**GIVEN DATA**.
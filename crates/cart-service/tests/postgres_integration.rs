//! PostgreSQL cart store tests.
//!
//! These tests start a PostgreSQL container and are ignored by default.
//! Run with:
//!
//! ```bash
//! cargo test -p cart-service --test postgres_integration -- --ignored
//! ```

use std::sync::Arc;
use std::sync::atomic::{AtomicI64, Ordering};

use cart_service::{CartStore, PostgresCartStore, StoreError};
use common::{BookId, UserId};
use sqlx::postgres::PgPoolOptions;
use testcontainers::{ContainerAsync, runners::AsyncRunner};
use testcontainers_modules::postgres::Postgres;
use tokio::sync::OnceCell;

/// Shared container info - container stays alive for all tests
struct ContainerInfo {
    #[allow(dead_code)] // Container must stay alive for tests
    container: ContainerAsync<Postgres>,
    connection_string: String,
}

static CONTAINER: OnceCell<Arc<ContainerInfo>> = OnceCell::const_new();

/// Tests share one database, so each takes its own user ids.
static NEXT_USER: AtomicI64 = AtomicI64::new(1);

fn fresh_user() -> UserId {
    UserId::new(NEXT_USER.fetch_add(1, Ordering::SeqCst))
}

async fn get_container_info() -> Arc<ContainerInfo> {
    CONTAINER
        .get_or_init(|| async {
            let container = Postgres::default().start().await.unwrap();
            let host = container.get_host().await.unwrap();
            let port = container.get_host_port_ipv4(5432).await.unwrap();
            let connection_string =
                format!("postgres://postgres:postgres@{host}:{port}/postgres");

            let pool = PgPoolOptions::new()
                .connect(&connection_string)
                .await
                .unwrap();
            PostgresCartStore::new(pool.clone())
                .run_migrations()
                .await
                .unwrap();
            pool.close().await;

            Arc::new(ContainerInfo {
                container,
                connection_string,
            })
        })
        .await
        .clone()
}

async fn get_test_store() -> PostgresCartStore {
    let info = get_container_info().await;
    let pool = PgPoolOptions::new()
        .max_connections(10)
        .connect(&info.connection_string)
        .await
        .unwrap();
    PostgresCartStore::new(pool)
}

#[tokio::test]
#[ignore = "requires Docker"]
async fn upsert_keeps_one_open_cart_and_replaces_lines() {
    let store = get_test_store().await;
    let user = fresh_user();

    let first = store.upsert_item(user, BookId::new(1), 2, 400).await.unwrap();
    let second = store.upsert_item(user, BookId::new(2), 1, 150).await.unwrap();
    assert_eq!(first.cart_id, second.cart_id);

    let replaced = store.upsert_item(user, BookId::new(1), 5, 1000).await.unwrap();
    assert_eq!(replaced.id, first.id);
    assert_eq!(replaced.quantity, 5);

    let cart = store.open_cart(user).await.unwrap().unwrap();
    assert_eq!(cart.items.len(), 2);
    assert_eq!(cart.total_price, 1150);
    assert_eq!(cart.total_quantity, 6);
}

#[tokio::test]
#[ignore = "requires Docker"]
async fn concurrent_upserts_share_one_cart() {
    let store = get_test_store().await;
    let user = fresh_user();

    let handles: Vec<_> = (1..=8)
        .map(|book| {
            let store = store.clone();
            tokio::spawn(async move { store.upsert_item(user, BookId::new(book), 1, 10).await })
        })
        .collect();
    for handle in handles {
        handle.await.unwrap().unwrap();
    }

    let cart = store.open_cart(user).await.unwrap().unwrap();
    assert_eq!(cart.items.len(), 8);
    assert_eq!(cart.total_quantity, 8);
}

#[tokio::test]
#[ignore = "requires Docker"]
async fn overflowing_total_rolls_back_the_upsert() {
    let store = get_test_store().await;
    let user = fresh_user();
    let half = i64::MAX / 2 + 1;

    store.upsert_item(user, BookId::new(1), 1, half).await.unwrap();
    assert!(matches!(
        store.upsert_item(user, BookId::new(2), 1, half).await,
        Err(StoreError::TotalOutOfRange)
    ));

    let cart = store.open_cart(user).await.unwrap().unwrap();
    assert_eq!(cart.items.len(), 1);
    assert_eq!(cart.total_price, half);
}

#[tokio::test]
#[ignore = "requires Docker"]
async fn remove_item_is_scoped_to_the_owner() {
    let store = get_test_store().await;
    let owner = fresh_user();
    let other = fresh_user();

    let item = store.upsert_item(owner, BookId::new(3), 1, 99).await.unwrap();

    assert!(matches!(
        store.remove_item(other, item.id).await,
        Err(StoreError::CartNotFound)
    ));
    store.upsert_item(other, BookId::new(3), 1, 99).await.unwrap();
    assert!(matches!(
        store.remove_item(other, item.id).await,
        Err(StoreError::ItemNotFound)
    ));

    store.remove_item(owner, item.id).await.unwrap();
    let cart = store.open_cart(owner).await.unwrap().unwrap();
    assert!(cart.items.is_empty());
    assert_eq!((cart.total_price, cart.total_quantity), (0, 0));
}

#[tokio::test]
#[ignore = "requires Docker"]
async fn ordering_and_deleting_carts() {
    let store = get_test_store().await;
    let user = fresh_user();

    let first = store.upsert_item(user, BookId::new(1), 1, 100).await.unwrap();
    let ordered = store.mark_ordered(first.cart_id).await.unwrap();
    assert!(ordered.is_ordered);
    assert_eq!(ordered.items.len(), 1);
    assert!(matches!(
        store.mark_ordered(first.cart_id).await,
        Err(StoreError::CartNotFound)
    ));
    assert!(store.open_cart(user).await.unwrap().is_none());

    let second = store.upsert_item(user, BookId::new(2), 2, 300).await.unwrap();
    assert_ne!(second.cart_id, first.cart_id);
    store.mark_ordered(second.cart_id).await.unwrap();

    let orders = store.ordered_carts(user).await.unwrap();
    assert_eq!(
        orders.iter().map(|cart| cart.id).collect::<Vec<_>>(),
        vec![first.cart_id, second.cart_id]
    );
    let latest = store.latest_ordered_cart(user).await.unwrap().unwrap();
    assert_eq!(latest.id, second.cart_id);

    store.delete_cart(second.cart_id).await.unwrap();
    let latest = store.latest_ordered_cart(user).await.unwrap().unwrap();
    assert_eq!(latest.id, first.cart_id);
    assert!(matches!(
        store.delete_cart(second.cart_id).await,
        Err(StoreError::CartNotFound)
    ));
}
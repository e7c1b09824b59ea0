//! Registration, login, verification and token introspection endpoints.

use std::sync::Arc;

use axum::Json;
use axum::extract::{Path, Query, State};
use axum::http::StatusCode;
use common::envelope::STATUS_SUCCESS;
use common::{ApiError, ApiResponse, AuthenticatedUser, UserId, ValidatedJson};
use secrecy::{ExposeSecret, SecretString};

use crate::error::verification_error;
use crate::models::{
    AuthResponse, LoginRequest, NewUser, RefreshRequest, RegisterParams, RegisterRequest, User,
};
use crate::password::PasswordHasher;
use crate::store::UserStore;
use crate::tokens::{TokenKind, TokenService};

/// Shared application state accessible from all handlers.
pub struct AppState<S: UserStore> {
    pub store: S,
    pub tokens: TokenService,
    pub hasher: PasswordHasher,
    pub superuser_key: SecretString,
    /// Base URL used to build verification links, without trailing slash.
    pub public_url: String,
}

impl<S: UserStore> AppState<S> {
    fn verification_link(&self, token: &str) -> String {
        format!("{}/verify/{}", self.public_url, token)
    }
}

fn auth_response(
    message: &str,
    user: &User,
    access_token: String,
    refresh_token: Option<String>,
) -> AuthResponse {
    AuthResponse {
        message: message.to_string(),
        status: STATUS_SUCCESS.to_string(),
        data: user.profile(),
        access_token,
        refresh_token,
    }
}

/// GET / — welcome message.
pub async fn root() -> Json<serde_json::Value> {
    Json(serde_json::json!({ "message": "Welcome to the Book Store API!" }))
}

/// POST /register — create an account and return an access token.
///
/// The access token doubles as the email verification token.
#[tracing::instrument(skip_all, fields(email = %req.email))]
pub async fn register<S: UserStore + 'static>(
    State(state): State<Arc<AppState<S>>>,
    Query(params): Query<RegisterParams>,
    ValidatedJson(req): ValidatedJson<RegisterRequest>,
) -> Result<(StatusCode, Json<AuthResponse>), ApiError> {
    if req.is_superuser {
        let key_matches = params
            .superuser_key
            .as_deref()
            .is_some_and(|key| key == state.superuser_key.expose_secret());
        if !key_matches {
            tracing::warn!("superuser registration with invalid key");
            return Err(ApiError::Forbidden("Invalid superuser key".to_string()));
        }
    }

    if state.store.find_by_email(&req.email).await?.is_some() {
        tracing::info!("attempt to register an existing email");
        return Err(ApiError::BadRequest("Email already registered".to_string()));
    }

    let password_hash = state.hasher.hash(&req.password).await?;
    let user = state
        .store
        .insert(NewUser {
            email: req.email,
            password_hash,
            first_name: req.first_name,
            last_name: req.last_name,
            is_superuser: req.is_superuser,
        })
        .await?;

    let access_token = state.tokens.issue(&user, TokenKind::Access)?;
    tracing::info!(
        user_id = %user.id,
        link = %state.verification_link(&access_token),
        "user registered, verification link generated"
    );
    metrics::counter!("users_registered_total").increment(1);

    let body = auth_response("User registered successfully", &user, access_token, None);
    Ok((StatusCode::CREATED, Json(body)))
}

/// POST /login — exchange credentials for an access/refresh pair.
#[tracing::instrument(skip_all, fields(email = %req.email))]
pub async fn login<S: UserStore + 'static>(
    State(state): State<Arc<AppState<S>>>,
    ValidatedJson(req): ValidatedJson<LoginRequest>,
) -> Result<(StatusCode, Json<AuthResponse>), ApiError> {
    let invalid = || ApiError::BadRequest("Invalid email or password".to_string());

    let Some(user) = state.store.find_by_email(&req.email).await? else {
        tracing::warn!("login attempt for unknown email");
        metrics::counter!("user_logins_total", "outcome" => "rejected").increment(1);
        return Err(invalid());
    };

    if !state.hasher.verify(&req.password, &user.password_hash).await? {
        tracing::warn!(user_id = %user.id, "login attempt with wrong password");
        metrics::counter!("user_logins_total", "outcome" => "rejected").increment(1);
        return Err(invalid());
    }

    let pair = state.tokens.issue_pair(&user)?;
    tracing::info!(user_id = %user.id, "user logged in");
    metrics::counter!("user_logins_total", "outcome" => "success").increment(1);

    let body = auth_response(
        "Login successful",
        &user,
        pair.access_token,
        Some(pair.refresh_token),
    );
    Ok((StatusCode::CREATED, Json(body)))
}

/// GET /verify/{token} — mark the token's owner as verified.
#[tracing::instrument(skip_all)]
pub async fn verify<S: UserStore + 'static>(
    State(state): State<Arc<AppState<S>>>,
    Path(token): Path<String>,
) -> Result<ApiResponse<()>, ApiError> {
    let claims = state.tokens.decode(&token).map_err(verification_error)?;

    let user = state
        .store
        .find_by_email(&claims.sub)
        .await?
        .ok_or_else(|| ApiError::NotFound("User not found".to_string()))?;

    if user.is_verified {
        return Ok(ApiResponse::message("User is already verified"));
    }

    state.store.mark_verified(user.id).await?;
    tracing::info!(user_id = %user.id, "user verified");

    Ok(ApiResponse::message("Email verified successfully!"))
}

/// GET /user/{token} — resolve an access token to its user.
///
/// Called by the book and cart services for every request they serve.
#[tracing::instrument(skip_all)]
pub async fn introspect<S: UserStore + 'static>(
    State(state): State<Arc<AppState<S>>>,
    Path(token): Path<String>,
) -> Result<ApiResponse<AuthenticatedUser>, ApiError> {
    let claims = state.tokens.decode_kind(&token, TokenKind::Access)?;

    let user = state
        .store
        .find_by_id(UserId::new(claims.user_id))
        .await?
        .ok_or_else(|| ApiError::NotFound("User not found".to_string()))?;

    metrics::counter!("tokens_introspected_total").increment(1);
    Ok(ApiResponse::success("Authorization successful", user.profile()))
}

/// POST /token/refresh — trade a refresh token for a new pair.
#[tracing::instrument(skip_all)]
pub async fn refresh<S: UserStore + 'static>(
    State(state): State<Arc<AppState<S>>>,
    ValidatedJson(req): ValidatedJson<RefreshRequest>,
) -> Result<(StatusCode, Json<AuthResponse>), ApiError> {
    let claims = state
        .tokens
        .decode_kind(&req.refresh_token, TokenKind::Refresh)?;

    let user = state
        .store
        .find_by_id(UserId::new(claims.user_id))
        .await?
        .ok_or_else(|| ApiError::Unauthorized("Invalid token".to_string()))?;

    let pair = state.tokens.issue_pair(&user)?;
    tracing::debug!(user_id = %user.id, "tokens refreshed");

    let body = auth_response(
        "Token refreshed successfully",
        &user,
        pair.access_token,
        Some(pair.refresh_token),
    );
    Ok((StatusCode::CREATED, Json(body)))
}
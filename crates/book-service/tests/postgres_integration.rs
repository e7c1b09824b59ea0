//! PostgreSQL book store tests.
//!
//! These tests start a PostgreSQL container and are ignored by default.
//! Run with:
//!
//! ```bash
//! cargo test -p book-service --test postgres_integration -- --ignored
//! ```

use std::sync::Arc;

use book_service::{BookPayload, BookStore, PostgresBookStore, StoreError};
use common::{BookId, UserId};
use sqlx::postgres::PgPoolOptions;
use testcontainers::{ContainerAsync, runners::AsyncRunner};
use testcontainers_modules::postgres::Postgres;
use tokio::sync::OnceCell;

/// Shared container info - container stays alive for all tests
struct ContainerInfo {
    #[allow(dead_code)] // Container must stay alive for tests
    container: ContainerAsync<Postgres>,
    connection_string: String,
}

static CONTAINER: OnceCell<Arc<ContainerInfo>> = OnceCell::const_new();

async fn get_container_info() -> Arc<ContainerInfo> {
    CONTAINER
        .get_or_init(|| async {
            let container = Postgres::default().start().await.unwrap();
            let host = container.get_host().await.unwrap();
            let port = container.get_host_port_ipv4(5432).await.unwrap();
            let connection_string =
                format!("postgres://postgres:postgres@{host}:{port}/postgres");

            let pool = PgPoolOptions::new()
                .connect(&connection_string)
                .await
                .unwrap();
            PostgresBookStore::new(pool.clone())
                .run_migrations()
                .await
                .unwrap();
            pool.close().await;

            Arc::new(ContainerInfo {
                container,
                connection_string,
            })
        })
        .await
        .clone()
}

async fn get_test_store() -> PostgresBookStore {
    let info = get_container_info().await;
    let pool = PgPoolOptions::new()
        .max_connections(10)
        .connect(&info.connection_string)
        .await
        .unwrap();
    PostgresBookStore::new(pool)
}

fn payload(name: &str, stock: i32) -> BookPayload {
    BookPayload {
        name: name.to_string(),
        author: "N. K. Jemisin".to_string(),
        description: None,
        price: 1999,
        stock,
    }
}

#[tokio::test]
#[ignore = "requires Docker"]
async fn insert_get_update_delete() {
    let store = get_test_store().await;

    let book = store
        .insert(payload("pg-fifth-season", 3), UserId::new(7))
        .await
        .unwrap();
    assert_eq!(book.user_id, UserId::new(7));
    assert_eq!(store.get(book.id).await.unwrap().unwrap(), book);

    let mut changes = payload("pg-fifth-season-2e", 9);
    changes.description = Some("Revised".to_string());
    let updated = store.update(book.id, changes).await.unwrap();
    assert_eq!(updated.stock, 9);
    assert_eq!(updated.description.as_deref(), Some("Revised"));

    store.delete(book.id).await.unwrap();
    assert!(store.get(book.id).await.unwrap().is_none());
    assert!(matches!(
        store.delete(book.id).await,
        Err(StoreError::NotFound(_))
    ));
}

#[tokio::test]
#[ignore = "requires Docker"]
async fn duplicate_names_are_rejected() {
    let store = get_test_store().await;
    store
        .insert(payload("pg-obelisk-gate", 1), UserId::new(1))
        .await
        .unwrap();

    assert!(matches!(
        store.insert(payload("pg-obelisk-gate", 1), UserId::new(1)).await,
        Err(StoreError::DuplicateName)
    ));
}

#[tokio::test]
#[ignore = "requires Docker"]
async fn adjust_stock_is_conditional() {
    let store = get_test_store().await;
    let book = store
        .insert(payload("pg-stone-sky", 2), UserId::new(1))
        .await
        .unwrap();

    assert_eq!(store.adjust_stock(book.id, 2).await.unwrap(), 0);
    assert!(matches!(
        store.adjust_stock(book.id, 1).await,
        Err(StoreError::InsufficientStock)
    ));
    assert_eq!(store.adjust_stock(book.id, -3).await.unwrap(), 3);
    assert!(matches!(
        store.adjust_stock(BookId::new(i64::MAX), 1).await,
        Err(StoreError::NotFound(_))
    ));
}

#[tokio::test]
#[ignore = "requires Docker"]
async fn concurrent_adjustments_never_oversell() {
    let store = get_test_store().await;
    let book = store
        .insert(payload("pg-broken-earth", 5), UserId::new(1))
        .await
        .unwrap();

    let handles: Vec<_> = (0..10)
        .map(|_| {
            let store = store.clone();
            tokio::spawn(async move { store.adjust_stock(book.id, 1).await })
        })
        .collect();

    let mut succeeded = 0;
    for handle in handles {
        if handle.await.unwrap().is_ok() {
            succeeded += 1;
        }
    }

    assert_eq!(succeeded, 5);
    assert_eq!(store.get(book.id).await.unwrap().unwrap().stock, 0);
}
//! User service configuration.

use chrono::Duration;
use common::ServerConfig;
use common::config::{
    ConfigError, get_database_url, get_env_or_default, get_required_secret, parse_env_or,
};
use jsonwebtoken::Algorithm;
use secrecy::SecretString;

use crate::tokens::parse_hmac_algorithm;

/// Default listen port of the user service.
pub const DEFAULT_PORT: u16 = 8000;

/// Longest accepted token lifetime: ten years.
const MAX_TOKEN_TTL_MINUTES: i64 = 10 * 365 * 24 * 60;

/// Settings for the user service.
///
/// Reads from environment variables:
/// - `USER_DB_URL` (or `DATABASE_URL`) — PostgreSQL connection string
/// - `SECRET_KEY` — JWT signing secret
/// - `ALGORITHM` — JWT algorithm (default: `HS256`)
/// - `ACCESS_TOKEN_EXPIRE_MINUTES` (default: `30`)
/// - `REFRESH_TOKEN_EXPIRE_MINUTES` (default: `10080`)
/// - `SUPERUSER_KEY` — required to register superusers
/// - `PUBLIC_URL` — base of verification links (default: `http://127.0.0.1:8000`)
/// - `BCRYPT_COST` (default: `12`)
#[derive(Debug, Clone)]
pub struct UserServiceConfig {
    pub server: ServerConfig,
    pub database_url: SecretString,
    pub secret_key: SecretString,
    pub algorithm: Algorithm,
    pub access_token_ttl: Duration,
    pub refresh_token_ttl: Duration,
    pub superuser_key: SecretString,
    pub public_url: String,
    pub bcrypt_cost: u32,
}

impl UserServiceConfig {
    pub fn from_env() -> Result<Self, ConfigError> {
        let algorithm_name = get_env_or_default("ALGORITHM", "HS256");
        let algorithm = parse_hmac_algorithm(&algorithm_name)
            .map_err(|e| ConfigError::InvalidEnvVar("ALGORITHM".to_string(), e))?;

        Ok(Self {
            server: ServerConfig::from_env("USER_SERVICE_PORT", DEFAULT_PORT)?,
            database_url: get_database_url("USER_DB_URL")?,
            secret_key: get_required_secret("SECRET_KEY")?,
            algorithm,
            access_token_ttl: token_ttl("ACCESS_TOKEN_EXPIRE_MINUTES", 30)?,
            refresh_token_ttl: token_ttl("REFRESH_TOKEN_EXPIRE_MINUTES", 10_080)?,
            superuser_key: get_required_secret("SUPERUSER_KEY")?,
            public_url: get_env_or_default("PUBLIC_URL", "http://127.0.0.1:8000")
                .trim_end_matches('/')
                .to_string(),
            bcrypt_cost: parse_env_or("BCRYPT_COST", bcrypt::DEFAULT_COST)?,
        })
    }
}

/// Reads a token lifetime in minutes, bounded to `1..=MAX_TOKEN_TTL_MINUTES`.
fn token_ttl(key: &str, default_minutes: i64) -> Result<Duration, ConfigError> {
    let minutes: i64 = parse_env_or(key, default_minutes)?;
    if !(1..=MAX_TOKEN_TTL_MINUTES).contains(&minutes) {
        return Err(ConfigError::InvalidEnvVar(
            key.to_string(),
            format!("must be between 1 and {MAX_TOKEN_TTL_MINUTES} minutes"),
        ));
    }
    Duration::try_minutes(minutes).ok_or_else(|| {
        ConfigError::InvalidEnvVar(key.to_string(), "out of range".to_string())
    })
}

**REQUIREMENT**. If a line in the material above holds "RegisterRequest", copy it.

**THE ANSWER**.
    AuthResponse, LoginRequest, NewUser, RefreshRequest, RegisterParams, RegisterRequest, User,
    ValidatedJson(req): ValidatedJson<RegisterRequest>,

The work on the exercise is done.